## YOUR GOAL
Nothing should appear in the answer except the line containing "if let Some(position)" and the lines following it through the end of the listing, each given exactly.

START INFORMATION

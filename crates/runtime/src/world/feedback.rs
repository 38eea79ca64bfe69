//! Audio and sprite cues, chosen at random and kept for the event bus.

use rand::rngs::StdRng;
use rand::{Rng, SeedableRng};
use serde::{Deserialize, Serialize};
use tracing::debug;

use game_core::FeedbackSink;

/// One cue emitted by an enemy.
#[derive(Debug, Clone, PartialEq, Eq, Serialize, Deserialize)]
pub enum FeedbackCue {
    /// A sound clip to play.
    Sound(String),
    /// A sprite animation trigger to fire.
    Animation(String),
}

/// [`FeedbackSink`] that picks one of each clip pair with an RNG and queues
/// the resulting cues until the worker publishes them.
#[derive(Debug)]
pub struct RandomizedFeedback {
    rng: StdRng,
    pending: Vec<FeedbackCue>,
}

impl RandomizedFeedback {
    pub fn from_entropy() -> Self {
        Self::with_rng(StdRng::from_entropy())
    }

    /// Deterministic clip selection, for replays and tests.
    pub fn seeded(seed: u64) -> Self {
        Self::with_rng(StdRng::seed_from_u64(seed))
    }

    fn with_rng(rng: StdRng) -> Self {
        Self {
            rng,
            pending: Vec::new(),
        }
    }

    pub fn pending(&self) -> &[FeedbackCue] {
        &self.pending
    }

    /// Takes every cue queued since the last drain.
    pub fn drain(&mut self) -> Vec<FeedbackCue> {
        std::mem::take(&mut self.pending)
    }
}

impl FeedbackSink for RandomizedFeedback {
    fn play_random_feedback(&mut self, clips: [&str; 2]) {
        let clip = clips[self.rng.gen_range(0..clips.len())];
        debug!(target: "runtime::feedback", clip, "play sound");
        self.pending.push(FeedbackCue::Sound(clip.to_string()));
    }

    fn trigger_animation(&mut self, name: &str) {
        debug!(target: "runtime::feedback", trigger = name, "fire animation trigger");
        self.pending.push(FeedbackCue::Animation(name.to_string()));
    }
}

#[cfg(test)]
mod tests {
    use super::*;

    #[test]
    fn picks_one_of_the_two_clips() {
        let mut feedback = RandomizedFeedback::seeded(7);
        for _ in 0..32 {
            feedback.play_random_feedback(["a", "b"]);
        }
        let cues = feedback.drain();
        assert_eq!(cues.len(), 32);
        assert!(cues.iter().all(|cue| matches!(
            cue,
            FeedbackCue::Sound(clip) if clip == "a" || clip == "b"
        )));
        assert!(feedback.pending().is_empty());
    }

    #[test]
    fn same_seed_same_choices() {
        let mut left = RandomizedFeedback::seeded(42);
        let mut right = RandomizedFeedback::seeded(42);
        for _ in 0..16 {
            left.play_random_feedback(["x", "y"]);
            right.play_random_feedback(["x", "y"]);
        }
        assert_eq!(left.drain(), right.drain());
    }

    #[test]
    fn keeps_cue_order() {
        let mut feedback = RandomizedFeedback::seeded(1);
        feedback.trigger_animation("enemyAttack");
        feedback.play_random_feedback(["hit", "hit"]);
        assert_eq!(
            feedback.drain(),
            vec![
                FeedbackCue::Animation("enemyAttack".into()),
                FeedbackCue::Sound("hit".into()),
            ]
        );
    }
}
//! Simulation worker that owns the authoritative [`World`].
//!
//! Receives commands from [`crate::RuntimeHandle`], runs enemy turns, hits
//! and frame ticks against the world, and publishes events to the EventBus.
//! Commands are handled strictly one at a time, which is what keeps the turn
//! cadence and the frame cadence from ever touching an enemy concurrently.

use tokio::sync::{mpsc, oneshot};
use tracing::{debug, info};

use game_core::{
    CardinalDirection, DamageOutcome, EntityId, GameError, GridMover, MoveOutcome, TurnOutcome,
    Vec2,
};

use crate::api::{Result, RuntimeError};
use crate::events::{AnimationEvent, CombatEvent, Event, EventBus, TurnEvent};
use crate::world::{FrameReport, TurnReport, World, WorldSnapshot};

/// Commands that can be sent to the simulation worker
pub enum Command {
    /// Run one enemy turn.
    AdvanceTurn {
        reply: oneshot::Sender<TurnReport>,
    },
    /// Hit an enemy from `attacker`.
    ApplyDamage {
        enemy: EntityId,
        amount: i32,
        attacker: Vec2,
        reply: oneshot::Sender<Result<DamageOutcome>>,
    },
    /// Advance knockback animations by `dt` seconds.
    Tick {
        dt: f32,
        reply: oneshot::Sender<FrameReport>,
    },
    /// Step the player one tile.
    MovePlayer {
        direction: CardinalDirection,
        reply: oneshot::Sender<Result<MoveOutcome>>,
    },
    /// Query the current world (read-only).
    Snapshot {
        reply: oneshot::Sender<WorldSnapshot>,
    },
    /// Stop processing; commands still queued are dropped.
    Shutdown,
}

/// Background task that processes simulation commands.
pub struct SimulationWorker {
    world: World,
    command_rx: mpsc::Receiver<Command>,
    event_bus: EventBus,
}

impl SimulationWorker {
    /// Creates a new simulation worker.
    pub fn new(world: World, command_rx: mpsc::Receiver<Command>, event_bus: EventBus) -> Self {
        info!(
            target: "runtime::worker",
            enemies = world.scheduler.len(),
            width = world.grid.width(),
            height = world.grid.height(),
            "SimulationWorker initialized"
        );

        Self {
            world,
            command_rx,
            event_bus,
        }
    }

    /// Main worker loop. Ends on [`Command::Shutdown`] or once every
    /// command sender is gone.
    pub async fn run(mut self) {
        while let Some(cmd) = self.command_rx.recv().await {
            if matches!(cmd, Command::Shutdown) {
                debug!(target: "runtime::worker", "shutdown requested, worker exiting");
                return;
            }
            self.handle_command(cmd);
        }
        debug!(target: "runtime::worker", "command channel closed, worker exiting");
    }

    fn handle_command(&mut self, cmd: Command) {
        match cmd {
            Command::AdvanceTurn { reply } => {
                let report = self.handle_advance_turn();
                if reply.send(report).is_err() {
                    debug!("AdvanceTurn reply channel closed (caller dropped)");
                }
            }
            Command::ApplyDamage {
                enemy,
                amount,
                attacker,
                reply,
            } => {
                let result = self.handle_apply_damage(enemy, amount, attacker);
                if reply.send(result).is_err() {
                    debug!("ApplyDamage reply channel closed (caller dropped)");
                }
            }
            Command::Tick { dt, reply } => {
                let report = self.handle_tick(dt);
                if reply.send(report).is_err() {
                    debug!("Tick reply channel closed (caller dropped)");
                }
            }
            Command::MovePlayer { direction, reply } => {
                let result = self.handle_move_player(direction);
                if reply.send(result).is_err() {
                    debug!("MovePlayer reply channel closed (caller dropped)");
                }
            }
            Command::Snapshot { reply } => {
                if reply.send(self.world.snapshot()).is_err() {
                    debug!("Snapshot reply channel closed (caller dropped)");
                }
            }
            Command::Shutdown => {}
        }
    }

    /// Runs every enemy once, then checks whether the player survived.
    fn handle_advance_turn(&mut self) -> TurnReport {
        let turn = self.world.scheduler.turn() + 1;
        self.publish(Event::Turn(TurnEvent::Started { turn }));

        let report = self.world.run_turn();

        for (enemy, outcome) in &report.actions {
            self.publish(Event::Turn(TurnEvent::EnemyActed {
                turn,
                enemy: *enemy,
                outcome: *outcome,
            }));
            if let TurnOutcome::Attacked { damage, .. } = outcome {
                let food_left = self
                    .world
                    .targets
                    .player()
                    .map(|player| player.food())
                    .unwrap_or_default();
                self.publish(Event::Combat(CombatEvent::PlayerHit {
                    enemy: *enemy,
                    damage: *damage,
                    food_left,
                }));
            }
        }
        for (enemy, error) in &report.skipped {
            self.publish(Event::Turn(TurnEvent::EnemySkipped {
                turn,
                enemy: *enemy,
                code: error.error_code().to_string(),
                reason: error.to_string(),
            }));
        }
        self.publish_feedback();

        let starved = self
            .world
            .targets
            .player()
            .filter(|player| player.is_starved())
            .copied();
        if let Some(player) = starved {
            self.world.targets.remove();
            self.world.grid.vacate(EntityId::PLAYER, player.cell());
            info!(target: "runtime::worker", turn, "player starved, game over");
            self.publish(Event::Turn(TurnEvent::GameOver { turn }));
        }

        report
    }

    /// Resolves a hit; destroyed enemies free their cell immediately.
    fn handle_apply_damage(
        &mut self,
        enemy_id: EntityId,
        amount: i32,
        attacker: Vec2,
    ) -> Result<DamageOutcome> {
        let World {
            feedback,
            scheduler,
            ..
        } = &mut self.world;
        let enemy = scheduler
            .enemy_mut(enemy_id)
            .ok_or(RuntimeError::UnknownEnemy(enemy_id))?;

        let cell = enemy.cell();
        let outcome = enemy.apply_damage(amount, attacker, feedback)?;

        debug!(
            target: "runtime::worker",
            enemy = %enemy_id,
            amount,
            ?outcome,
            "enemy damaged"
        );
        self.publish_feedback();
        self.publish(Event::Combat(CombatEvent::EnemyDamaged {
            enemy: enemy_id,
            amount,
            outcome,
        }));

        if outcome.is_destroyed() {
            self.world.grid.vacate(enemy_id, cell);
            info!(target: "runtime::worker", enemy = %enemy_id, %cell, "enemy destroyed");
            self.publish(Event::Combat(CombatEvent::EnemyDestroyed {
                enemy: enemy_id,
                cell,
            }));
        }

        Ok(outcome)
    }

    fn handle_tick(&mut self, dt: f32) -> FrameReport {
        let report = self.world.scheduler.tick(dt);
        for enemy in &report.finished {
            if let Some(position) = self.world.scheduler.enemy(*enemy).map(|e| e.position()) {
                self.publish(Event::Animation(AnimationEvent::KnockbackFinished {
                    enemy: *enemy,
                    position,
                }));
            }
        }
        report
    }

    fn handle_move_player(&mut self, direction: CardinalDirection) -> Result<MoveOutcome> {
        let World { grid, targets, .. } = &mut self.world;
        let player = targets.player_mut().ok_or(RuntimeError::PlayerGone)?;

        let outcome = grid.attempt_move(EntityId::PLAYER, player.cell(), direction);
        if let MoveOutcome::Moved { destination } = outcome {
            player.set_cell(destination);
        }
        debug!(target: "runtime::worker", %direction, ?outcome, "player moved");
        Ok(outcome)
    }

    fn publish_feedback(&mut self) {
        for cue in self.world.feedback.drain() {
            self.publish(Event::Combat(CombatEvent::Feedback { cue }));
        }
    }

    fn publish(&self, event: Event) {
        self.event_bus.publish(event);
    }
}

END INFORMATION

## EXERCISE RESULT
            if let Some(position) = self.world.scheduler.enemy(*enemy).map(|e| e.position()) {
                self.publish(Event::Animation(AnimationEvent::KnockbackFinished {
                    enemy: *enemy,
                    position,
                }));
            }
        }
        report
    }

    fn handle_move_player(&mut self, direction: CardinalDirection) -> Result<MoveOutcome> {
        let World { grid, targets, .. } = &mut self.world;
        let player = targets.player_mut().ok_or(RuntimeError::PlayerGone)?;

        let outcome = grid.attempt_move(EntityId::PLAYER, player.cell(), direction);
        if let MoveOutcome::Moved { destination } = outcome {
            player.set_cell(destination);
        }
        debug!(target: "runtime::worker", %direction, ?outcome, "player moved");
        Ok(outcome)
    }

    fn publish_feedback(&mut self) {
        for cue in self.world.feedback.drain() {
            self.publish(Event::Combat(CombatEvent::Feedback { cue }));
        }
    }

    fn publish(&self, event: Event) {
        self.event_bus.publish(event);
    }
}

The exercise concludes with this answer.